“O endurecimento da
legislação penal serve, sem dúvida, à diminuição da impunidade, para o que
devem concorrer também as leis as mais objetivas, com aplicação severa.
Mas ninguém inventou ainda um instrumento útil que
possa substituir a consciência individual”...
Mas ninguém inventou ainda um instrumento útil que
possa substituir a consciência individual”...
"Só é criminoso quem quer; trata-se de uma
escolha." Fiz essa afirmação no meu blog, em VEJA on-line, para escândalo de muitos.
Os esquerdistas ficaram furiosos. Como sempre, falam antes e pensam depois. A
esquerda, pouco importa o matiz, vive ainda no marxismo do século XIX. É
incapaz de entender o homem como um ser dotado de vontade, apto a fazer opções,
equipado para distinguir o bem do mal. Seu aparato analítico é fruto do
naturalismo do século retrasado, quando o pensamento foi dominado pelo
determinismo científico.
Imaginou-se, então, que tudo o que fosse humano
estava subordinado a um conjunto de variáveis alheias às vontades. Até a
economia, se bem se lembram, se inseria numa sequência mecânica, etapista,
decidida no mundo das ideias. Ah, quem diria que Karl Marx (1818-1883), um
materialista, era, de fato, um discípulo do pior platonismo! Quem se debruçou
sobre sua obra sabe disso: só resistia ao socialismo, "fantasma"
(termo apropriado) que rondava a Europa, quem estava a contrapelo da marcha da
civilização. Por isso, os que combatiam o modelo não eram apenas conservadores
de uma ordem moribunda (o capitalismo), mas reacionários. E não adiantava
espernear: como se diz em má poesia, ninguém conseguiria impedir a chegada da
primavera; no máximo, retardá-la. O socialismo estava inscrito em nossa
caminhada evolutiva. O "novo homem" era uma construção coletiva e um
destino.
A economia, a literatura, a psicologia, a
sociologia, a antropologia, todo conhecimento, enfim, à medida que cedia à
crítica da razão idealista e aderia a uma suposta razão iluminista, buscava
substituir o exame de consciência, estimulado pela fé cristã, por um conjunto
de causalidades exteriores: o homem já não precisava mais se confessar à sua
consciência ou a seu sacerdote: bastava que se justificasse no tribunal da
história. Um contemporâneo de Marx, o escritor russo Fiodor Dostoievski
(1821-1881), estava no limite dessas duas eras. Situa o homem na fronteira
entre a racionalização que justifica o crime e a consciência que produz a
culpa. Se não leram ainda, leiam um dia o romance Crime e Castigo. Juntamente
com o personagem Raskolnikov, cometam um homicídio (de fato, dois) por razões
até muito "justas". E percorram o calvário que conduz ao
arrependimento e, infelizmente no caso do romance, à redenção. Escrevo esse
"infelizmente" porque o fim empobrece a obra, embora engrandeça a
piedade que Dostoievski sentia de todos nós.
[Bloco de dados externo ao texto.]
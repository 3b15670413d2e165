//! Loads ontology mapping definitions embedded in the application into
//! validated [`OntologyMapping`](mapping::OntologyMapping) documents.
//!
//! ```
//! use ontomap::mapping::{EmbeddedOntologyMappingLoader, OntologyMappingLoader};
//!
//! let loader = EmbeddedOntologyMappingLoader::new("mappings/v1/brick_to_rec.json")?;
//! let mapping = loader.load_ontology_mapping()?;
//! assert!(!mapping.interface_remaps.is_empty());
//! # Ok::<(), ontomap::mapping::OntologyMappingError>(())
//! ```

pub mod config;
pub mod logger;
pub mod mapping;

pub use mapping::{
    EmbeddedOntologyMappingLoader, OntologyMapping, OntologyMappingError, OntologyMappingLoader,
};
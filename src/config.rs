//! Configuration sections consumed by this crate.
//!
//! The structs deserialize from the host application's configuration file,
//! for example:
//!
//! ```yaml
//! logger:
//!   enable: true
//!   level: debug
//!   format: compact
//! mapping:
//!   resource: mappings/v1/brick_to_rec.json
//! ```
//!
//! Reading and merging configuration files is left to the host.

use std::fmt;

use serde::{Deserialize, Serialize};

/// Top level configuration holding every section known to this crate.
#[derive(Clone, Debug, Default, PartialEq, Eq, Serialize, Deserialize)]
pub struct Config {
    #[serde(default)]
    pub logger: LoggerSettings,
    #[serde(default)]
    pub mapping: MappingSettings,
}

/// Selects the mapping resource to load.
#[derive(Clone, Debug, Default, PartialEq, Eq, Serialize, Deserialize)]
pub struct MappingSettings {
    /// Trailing part of the embedded resource name, e.g.
    /// `mappings/v1/brick_to_rec.json`.
    pub resource: Option<String>,
}

/// Logger configuration.
#[derive(Clone, Debug, PartialEq, Eq, Serialize, Deserialize)]
pub struct LoggerSettings {
    /// Installs a subscriber when `true`.
    #[serde(default = "default_true")]
    pub enable: bool,
    /// Level used when `RUST_LOG` is not set.
    #[serde(default)]
    pub level: LogLevel,
    #[serde(default)]
    pub format: LogFormat,
    /// Raw filter directives replacing the level, e.g. `ontomap=trace`.
    #[serde(default)]
    pub override_filter: Option<String>,
}

fn default_true() -> bool {
    true
}

impl Default for LoggerSettings {
    fn default() -> Self {
        Self {
            enable: true,
            level: LogLevel::default(),
            format: LogFormat::default(),
            override_filter: None,
        }
    }
}

#[derive(Clone, Copy, Debug, Default, PartialEq, Eq, Serialize, Deserialize)]
#[serde(rename_all = "lowercase")]
pub enum LogLevel {
    Off,
    Trace,
    Debug,
    #[default]
    Info,
    Warn,
    Error,
}

impl fmt::Display for LogLevel {
    fn fmt(&self, f: &mut fmt::Formatter<'_>) -> fmt::Result {
        f.write_str(match self {
            Self::Off => "off",
            Self::Trace => "trace",
            Self::Debug => "debug",
            Self::Info => "info",
            Self::Warn => "warn",
            Self::Error => "error",
        })
    }
}

#[derive(Clone, Copy, Debug, Default, PartialEq, Eq, Serialize, Deserialize)]
#[serde(rename_all = "lowercase")]
pub enum LogFormat {
    #[default]
    Compact,
    Pretty,
    Json,
}

#[cfg(test)]
mod tests {
    use super::{Config, LogFormat, LogLevel, LoggerSettings, MappingSettings};

    #[test]
    fn deserializes_full_config() {
        let config: Config = serde_yaml::from_str(
            r"
logger:
  enable: false
  level: debug
  format: json
mapping:
  resource: mappings/v1/brick_to_rec.json
",
        )
        .expect("valid config");

        assert_eq!(
            config.logger,
            LoggerSettings {
                enable: false,
                level: LogLevel::Debug,
                format: LogFormat::Json,
                override_filter: None,
            }
        );
        assert_eq!(
            config.mapping,
            MappingSettings {
                resource: Some("mappings/v1/brick_to_rec.json".to_string()),
            }
        );
    }

    #[test]
    fn missing_sections_use_defaults() {
        let config: Config = serde_yaml::from_str("{}").expect("valid config");
        assert!(config.logger.enable);
        assert_eq!(config.logger.level, LogLevel::Info);
        assert_eq!(config.logger.format, LogFormat::Compact);
        assert_eq!(config.mapping.resource, None);
    }

    #[test]
    fn level_displays_as_filter_directive() {
        assert_eq!(LogLevel::Warn.to_string(), "warn");
        assert_eq!(LogLevel::Off.to_string(), "off");
    }
}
O que interessa em Raskolnikov? O sofrimento
posterior ao crime não deriva da pressão social ou das dificuldades que
encontra, na sociedade, por ser um assassino. O que lhe corrói a alma é sua
consciência e, eu ousaria dizer, uma espécie de ancestralidade humanista que o
confronta com o horror, tema também de outro romance do escritor russo, Os
Irmãos Karamazov. Nenhuma força é tão poderosa para conter a mão
assassina quanto uma interdição que está além da ordem prática do mundo, de seu
utilitarismo, das exigências pragmáticas. A isso chamamos "moral
individual", que pode ou não ser influente, que pode ou não estar ligada a
uma tradição cultural.
Atribui-se, aliás, a Dostoievski a frase: "Se
Deus não existe, tudo é permitido". Mais ou menos. É bom contextualizar.
Quem escreveu isso foi Sartre (1905-1980), em O Existencialismo É um
Humanismo. No autor russo, há coisa parecida. Aliocha Karamazov, o
santinho de Os Irmãos Karamazov, diz em tom de censura a Ivan,
o intelectual ateu e verdadeiro cérebro do parricídio praticado por Smerdiakov
(o quarto irmão é Dimitri): "Mas, se Deus não existe, então não há crime e
não há pecado; tudo é permitido". A afirmação era feita em tom de censura.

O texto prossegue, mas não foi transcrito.